***** RECORDED DATA

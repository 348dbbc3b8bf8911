//! Client-to-server messages: parsing on the server side, building for the
//! probe client and the test suites.

use padbridge_pad_types::MacAddress;

use crate::header::{frame_request, parse_client_datagram};
use crate::ids::{MAX_PADS, MSG_PAD_DATA, MSG_PORT_INFO, MSG_VERSION};
use crate::wire::PacketWriter;
use crate::{Header, ProtocolError, ProtocolResult};

/// A pad-data subscription request.
///
/// The flags byte selects which subscription dimensions the request touches:
/// bit 0 registers by pad id, bit 1 by MAC, and a zero flags byte registers
/// for all pads. Bits may be combined.
#[derive(Debug, Clone, Copy, PartialEq, Eq)]
pub struct PadDataRequest {
    pub flags: u8,
    pub pad_id: u8,
    pub mac: MacAddress,
}

impl PadDataRequest {
    pub fn registers_all_pads(&self) -> bool {
        self.flags == 0
    }

    pub fn registers_pad_id(&self) -> bool {
        self.flags & 0x01 != 0
    }

    pub fn registers_mac(&self) -> bool {
        self.flags & 0x02 != 0
    }
}

/// A validated client request, ready for dispatch.
#[derive(Debug, Clone, PartialEq, Eq)]
pub enum Request {
    Version,
    /// Slot indices the client wants metadata for, each already checked
    /// against `0..=3`. May be empty.
    ListPorts { pad_indices: Vec<u8> },
    PadData(PadDataRequest),
}

/// Validate and decode one inbound datagram.
///
/// Header checks (magic, version, declared length, CRC) run first; the
/// message body is only interpreted once the datagram is known intact.
pub fn parse_request(datagram: &[u8]) -> ProtocolResult<(Header, Request)> {
    let (header, mut reader) = parse_client_datagram(datagram)?;
    let message_type = reader.read_u32_le()?;

    let request = match message_type {
        MSG_VERSION => Request::Version,
        MSG_PORT_INFO => {
            let count = reader.read_i32_le()?;
            if !(0..=MAX_PADS as i32).contains(&count) {
                return Err(ProtocolError::BadPadRequestCount(count));
            }
            let mut pad_indices = Vec::with_capacity(count as usize);
            for _ in 0..count {
                let index = reader.read_u8()?;
                if index as usize >= MAX_PADS {
                    return Err(ProtocolError::BadPadIndex(index));
                }
                pad_indices.push(index);
            }
            Request::ListPorts { pad_indices }
        }
        MSG_PAD_DATA => {
            let flags = reader.read_u8()?;
            let pad_id = reader.read_u8()?;
            let mac = reader.read_mac()?;
            Request::PadData(PadDataRequest { flags, pad_id, mac })
        }
        other => return Err(ProtocolError::UnknownMessageType(other)),
    };

    Ok((header, request))
}

/// Build a version request datagram.
pub fn version_request(client_id: u32) -> Vec<u8> {
    let mut body = PacketWriter::with_capacity(4);
    body.write_u32_le(MSG_VERSION);
    frame_request(client_id, &body.into_inner())
}

/// Build a port listing request for the given slot indices.
pub fn list_ports_request(client_id: u32, pad_indices: &[u8]) -> Vec<u8> {
    let mut body = PacketWriter::with_capacity(8 + pad_indices.len());
    body.write_u32_le(MSG_PORT_INFO)
        .write_u32_le(pad_indices.len() as u32)
        .write_bytes(pad_indices);
    frame_request(client_id, &body.into_inner())
}

/// Build a pad-data subscription request.
pub fn pad_data_request(client_id: u32, flags: u8, pad_id: u8, mac: MacAddress) -> Vec<u8> {
    let mut body = PacketWriter::with_capacity(12);
    body.write_u32_le(MSG_PAD_DATA)
        .write_u8(flags)
        .write_u8(pad_id)
        .write_mac(mac);
    frame_request(client_id, &body.into_inner())
}

#[cfg(test)]
mod tests {
    use super::*;

    #[test]
    fn version_request_round_trips() -> ProtocolResult<()> {
        let datagram = version_request(0xCAFE);
        let (header, request) = parse_request(&datagram)?;
        assert_eq!(header.peer_id, 0xCAFE);
        assert_eq!(request, Request::Version);
        Ok(())
    }

    #[test]
    fn list_ports_round_trips() -> ProtocolResult<()> {
        let datagram = list_ports_request(1, &[0, 2, 3]);
        let (_, request) = parse_request(&datagram)?;
        assert_eq!(
            request,
            Request::ListPorts {
                pad_indices: vec![0, 2, 3]
            }
        );
        Ok(())
    }

    #[test]
    fn empty_list_ports_is_valid() -> ProtocolResult<()> {
        let datagram = list_ports_request(1, &[]);
        let (_, request) = parse_request(&datagram)?;
        assert_eq!(request, Request::ListPorts { pad_indices: vec![] });
        Ok(())
    }

    #[test]
    fn list_ports_rejects_count_out_of_range() {
        let mut body = PacketWriter::with_capacity(16);
        body.write_u32_le(MSG_PORT_INFO)
            .write_u32_le(5)
            .write_bytes(&[0, 1, 2, 3, 0]);
        let datagram = frame_request(1, &body.into_inner());
        assert_eq!(
            parse_request(&datagram).expect_err("count 5"),
            ProtocolError::BadPadRequestCount(5)
        );
    }

    #[test]
    fn list_ports_rejects_negative_count() {
        let mut body = PacketWriter::with_capacity(8);
        body.write_u32_le(MSG_PORT_INFO).write_u32_le(u32::MAX);
        let datagram = frame_request(1, &body.into_inner());
        assert_eq!(
            parse_request(&datagram).expect_err("count -1"),
            ProtocolError::BadPadRequestCount(-1)
        );
    }

    #[test]
    fn list_ports_rejects_index_out_of_range() {
        let datagram = list_ports_request(1, &[4]);
        assert_eq!(
            parse_request(&datagram).expect_err("index 4"),
            ProtocolError::BadPadIndex(4)
        );
    }

    #[test]
    fn pad_data_flag_combinations() -> ProtocolResult<()> {
        let mac = MacAddress([9, 8, 7, 6, 5, 4]);

        let (_, request) = parse_request(&pad_data_request(1, 0x00, 0, MacAddress::NIL))?;
        let Request::PadData(req) = request else {
            panic!("expected pad data request");
        };
        assert!(req.registers_all_pads());
        assert!(!req.registers_pad_id());
        assert!(!req.registers_mac());

        let (_, request) = parse_request(&pad_data_request(1, 0x03, 2, mac))?;
        let Request::PadData(req) = request else {
            panic!("expected pad data request");
        };
        assert!(!req.registers_all_pads());
        assert!(req.registers_pad_id());
        assert!(req.registers_mac());
        assert_eq!(req.pad_id, 2);
        assert_eq!(req.mac, mac);
        Ok(())
    }

    #[test]
    fn unknown_message_type_is_rejected() {
        let mut body = PacketWriter::with_capacity(4);
        body.write_u32_le(0x10_0003);
        let datagram = frame_request(1, &body.into_inner());
        assert_eq!(
            parse_request(&datagram).expect_err("unknown type"),
            ProtocolError::UnknownMessageType(0x10_0003)
        );
    }

    #[test]
    fn truncated_pad_data_body_is_rejected() {
        let mut body = PacketWriter::with_capacity(6);
        body.write_u32_le(MSG_PAD_DATA).write_u8(0).write_u8(0);
        // MAC bytes missing entirely.
        let datagram = frame_request(1, &body.into_inner());
        assert!(matches!(
            parse_request(&datagram).expect_err("truncated"),
            ProtocolError::Truncated { .. }
        ));
    }
}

**********

### WHAT YOU HAVE TO DO
Output all of the data exactly as given.

### PROBLEM SOLUTION
repository 348dbbc3b8bf8911
//! Client-to-server messages: parsing on the server side, building for the
//! probe client and the test suites.

use padbridge_pad_types::MacAddress;

use crate::header::{frame_request, parse_client_datagram};
use crate::ids::{MAX_PADS, MSG_PAD_DATA, MSG_PORT_INFO, MSG_VERSION};
use crate::wire::PacketWriter;
use crate::{Header, ProtocolError, ProtocolResult};

/// A pad-data subscription request.
///
/// The flags byte selects which subscription dimensions the request touches:
/// bit 0 registers by pad id, bit 1 by MAC, and a zero flags byte registers
/// for all pads. Bits may be combined.
#[derive(Debug, Clone, Copy, PartialEq, Eq)]
pub struct PadDataRequest {
    pub flags: u8,
    pub pad_id: u8,
    pub mac: MacAddress,
}

impl PadDataRequest {
    pub fn registers_all_pads(&self) -> bool {
        self.flags == 0
    }

    pub fn registers_pad_id(&self) -> bool {
        self.flags & 0x01 != 0
    }

    pub fn registers_mac(&self) -> bool {
        self.flags & 0x02 != 0
    }
}

/// A validated client request, ready for dispatch.
#[derive(Debug, Clone, PartialEq, Eq)]
pub enum Request {
    Version,
    /// Slot indices the client wants metadata for, each already checked
    /// against `0..=3`. May be empty.
    ListPorts { pad_indices: Vec<u8> },
    PadData(PadDataRequest),
}

/// Validate and decode one inbound datagram.
///
/// Header checks (magic, version, declared length, CRC) run first; the
/// message body is only interpreted once the datagram is known intact.
pub fn parse_request(datagram: &[u8]) -> ProtocolResult<(Header, Request)> {
    let (header, mut reader) = parse_client_datagram(datagram)?;
    let message_type = reader.read_u32_le()?;

    let request = match message_type {
        MSG_VERSION => Request::Version,
        MSG_PORT_INFO => {
            let count = reader.read_i32_le()?;
            if !(0..=MAX_PADS as i32).contains(&count) {
                return Err(ProtocolError::BadPadRequestCount(count));
            }
            let mut pad_indices = Vec::with_capacity(count as usize);
            for _ in 0..count {
                let index = reader.read_u8()?;
                if index as usize >= MAX_PADS {
                    return Err(ProtocolError::BadPadIndex(index));
                }
                pad_indices.push(index);
            }
            Request::ListPorts { pad_indices }
        }
        MSG_PAD_DATA => {
            let flags = reader.read_u8()?;
            let pad_id = reader.read_u8()?;
            let mac = reader.read_mac()?;
            Request::PadData(PadDataRequest { flags, pad_id, mac })
        }
        other => return Err(ProtocolError::UnknownMessageType(other)),
    };

    Ok((header, request))
}

/// Build a version request datagram.
pub fn version_request(client_id: u32) -> Vec<u8> {
    let mut body = PacketWriter::with_capacity(4);
    body.write_u32_le(MSG_VERSION);
    frame_request(client_id, &body.into_inner())
}

/// Build a port listing request for the given slot indices.
pub fn list_ports_request(client_id: u32, pad_indices: &[u8]) -> Vec<u8> {
    let mut body = PacketWriter::with_capacity(8 + pad_indices.len());
    body.write_u32_le(MSG_PORT_INFO)
        .write_u32_le(pad_indices.len() as u32)
        .write_bytes(pad_indices);
    frame_request(client_id, &body.into_inner())
}

/// Build a pad-data subscription request.
pub fn pad_data_request(client_id: u32, flags: u8, pad_id: u8, mac: MacAddress) -> Vec<u8> {
    let mut body = PacketWriter::with_capacity(12);
    body.write_u32_le(MSG_PAD_DATA)
        .write_u8(flags)
        .write_u8(pad_id)
        .write_mac(mac);
    frame_request(client_id, &body.into_inner())
}

#[cfg(test)]
mod tests {
    use super::*;

    #[test]
    fn version_request_round_trips() -> ProtocolResult<()> {
        let datagram = version_request(0xCAFE);
        let (header, request) = parse_request(&datagram)?;
        assert_eq!(header.peer_id, 0xCAFE);
        assert_eq!(request, Request::Version);
        Ok(())
    }

    #[test]
    fn list_ports_round_trips() -> ProtocolResult<()> {
        let datagram = list_ports_request(1, &[0, 2, 3]);
        let (_, request) = parse_request(&datagram)?;
        assert_eq!(
            request,
            Request::ListPorts {
                pad_indices: vec![0, 2, 3]
            }
        );
        Ok(())
    }

    #[test]
    fn empty_list_ports_is_valid() -> ProtocolResult<()> {
        let datagram = list_ports_request(1, &[]);
        let (_, request) = parse_request(&datagram)?;
        assert_eq!(request, Request::ListPorts { pad_indices: vec![] });
        Ok(())
    }

    #[test]
    fn list_ports_rejects_count_out_of_range() {
        let mut body = PacketWriter::with_capacity(16);
        body.write_u32_le(MSG_PORT_INFO)
            .write_u32_le(5)
            .write_bytes(&[0, 1, 2, 3, 0]);
        let datagram = frame_request(1, &body.into_inner());
        assert_eq!(
            parse_request(&datagram).expect_err("count 5"),
            ProtocolError::BadPadRequestCount(5)
        );
    }

    #[test]
    fn list_ports_rejects_negative_count() {
        let mut body = PacketWriter::with_capacity(8);
        body.write_u32_le(MSG_PORT_INFO).write_u32_le(u32::MAX);
        let datagram = frame_request(1, &body.into_inner());
        assert_eq!(
            parse_request(&datagram).expect_err("count -1"),
            ProtocolError::BadPadRequestCount(-1)
        );
    }

    #[test]
    fn list_ports_rejects_index_out_of_range() {
        let datagram = list_ports_request(1, &[4]);
        assert_eq!(
            parse_request(&datagram).expect_err("index 4"),
            ProtocolError::BadPadIndex(4)
        );
    }

    #[test]
    fn pad_data_flag_combinations() -> ProtocolResult<()> {
        let mac = MacAddress([9, 8, 7, 6, 5, 4]);

        let (_, request) = parse_request(&pad_data_request(1, 0x00, 0, MacAddress::NIL))?;
        let Request::PadData(req) = request else {
            panic!("expected pad data request");
        };
        assert!(req.registers_all_pads());
        assert!(!req.registers_pad_id());
        assert!(!req.registers_mac());

        let (_, request) = parse_request(&pad_data_request(1, 0x03, 2, mac))?;
        let Request::PadData(req) = request else {
            panic!("expected pad data request");
        };
        assert!(!req.registers_all_pads());
        assert!(req.registers_pad_id());
        assert!(req.registers_mac());
        assert_eq!(req.pad_id, 2);
        assert_eq!(req.mac, mac);
        Ok(())
    }

    #[test]
    fn unknown_message_type_is_rejected() {
        let mut body = PacketWriter::with_capacity(4);
        body.write_u32_le(0x10_0003);
        let datagram = frame_request(1, &body.into_inner());
        assert_eq!(
            parse_request(&datagram).expect_err("unknown type"),
            ProtocolError::UnknownMessageType(0x10_0003)
        );
    }

    #[test]
    fn truncated_pad_data_body_is_rejected() {
        let mut body = PacketWriter::with_capacity(6);
        body.write_u32_le(MSG_PAD_DATA).write_u8(0).write_u8(0);
        // MAC bytes missing entirely.
        let datagram = frame_request(1, &body.into_inner());
        assert!(matches!(
            parse_request(&datagram).expect_err("truncated"),
            ProtocolError::Truncated { .. }
        ));
    }
}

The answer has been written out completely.